» Work instruction: Return every line from the listing where the word "gone" occurs.

== Recorded information ==

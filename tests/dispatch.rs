#[cfg(test)]
mod tests {
    use spindle::{BasicInput, BasicOutput, DispatchSet, Port, Reactor, Source};

    use std::cell::RefCell;
    use std::io::Write;
    use std::os::fd::IntoRawFd;
    use std::os::unix::net::UnixStream;
    use std::rc::Rc;
    use std::time::Duration;

    fn nonblocking_pair() -> (UnixStream, UnixStream) {
        let (a, b) = UnixStream::pair().expect("Failed to create socket pair");
        a.set_nonblocking(true).expect("Failed to set non-blocking");
        b.set_nonblocking(true).expect("Failed to set non-blocking");
        (a, b)
    }

    #[test]
    fn test_membership_follows_eligibility() {
        let (local, _peer) = nonblocking_pair();
        let fd = local.into_raw_fd();
        let port = Port::new(fd);

        let mut set: DispatchSet<dyn Source> = DispatchSet::new();
        assert!(set.is_empty());

        set.add(Box::new(BasicInput::new(port.clone(), |_| Ok(()))));
        assert!(set.contains(fd));
        assert_eq!(set.needs_processing(), vec![fd]);

        set.delete(fd);
        assert!(!set.contains(fd));
        assert!(set.needs_processing().is_empty());
    }

    #[test]
    fn test_closed_handles_are_pruned() {
        let (local, _peer) = nonblocking_pair();
        let fd = local.into_raw_fd();
        let port = Port::new(fd);

        let mut set: DispatchSet<dyn Source> = DispatchSet::new();
        set.add(Box::new(BasicInput::new(port.clone(), |_| Ok(()))));
        assert_eq!(set.len(), 1);

        port.close();
        assert!(set.needs_processing().is_empty());

        set.cleanup_closed();
        assert!(!set.contains(fd));
        assert!(set.is_empty());
    }

    #[test]
    fn test_readding_replaces_prior_mapping() {
        let (local, _peer) = nonblocking_pair();
        let fd = local.into_raw_fd();
        let port = Port::new(fd);

        let mut set: DispatchSet<dyn Source> = DispatchSet::new();
        set.add(Box::new(BasicInput::new(port.clone(), |_| Ok(()))));
        set.add(Box::new(BasicInput::new(port.clone(), |_| Ok(()))));

        assert_eq!(set.len(), 1);
    }

    #[test]
    fn test_dispatch_order_err_then_output_then_input() {
        let order = Rc::new(RefCell::new(Vec::new()));
        let mut reactor = Reactor::new();

        // Error member: a socket whose peer is already gone.
        let (err_local, err_peer) = nonblocking_pair();
        drop(err_peer);
        let err_port = Port::new(err_local.into_raw_fd());
        let seen = order.clone();
        reactor.add_err(BasicOutput::new(
            err_port,
            || true,
            move |_| {
                seen.borrow_mut().push("err");
                Ok(())
            },
        ));

        // Output member: a healthy socket, writable immediately.
        let (out_local, _out_peer) = nonblocking_pair();
        let out_port = Port::new(out_local.into_raw_fd());
        let seen = order.clone();
        reactor.add_output(BasicOutput::new(
            out_port,
            || true,
            move |_| {
                seen.borrow_mut().push("out");
                Ok(())
            },
        ));

        // Input member: data already pending.
        let (in_local, mut in_peer) = nonblocking_pair();
        in_peer.write_all(b"x").expect("Failed to write");
        let in_port = Port::new(in_local.into_raw_fd());
        let seen = order.clone();
        reactor.add_input(BasicInput::new(in_port, move |_| {
            seen.borrow_mut().push("in");
            Ok(())
        }));

        reactor
            .process(Some(Duration::from_secs(1)))
            .expect("Failed to process");

        assert_eq!(*order.borrow(), vec!["err", "out", "in"]);
    }

    #[test]
    fn test_participant_can_deregister_itself() {
        let (local, mut peer) = nonblocking_pair();
        peer.write_all(b"x").expect("Failed to write");

        let fd = local.into_raw_fd();
        let port = Port::new(fd);
        let hits = Rc::new(RefCell::new(0));

        let mut reactor = Reactor::new();
        let counter = hits.clone();
        reactor.add_input(BasicInput::new(port, move |scope| {
            *counter.borrow_mut() += 1;
            scope.del_input(fd);
            Ok(())
        }));

        reactor
            .process(Some(Duration::from_secs(1)))
            .expect("Failed to process");
        assert_eq!(*hits.borrow(), 1);

        // More data arrives, but the participant is gone.
        peer.write_all(b"y").expect("Failed to write");
        reactor
            .process(Some(Duration::from_millis(20)))
            .expect("Failed to process");
        assert_eq!(*hits.borrow(), 1);
    }

    #[test]
    fn test_callback_error_stops_the_loop() {
        let (local, mut peer) = nonblocking_pair();
        peer.write_all(b"x").expect("Failed to write");

        let port = Port::new(local.into_raw_fd());
        let mut reactor = Reactor::new();
        reactor.add_input(BasicInput::new(port, |_| {
            Err(std::io::Error::other("participant blew up"))
        }));

        let result = reactor.process(Some(Duration::from_secs(1)));
        assert!(matches!(result, Err(spindle::Error::Dispatch(_))));
    }
}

===

» Result:
        // Error member: a socket whose peer is already gone.
        // More data arrives, but the participant is gone.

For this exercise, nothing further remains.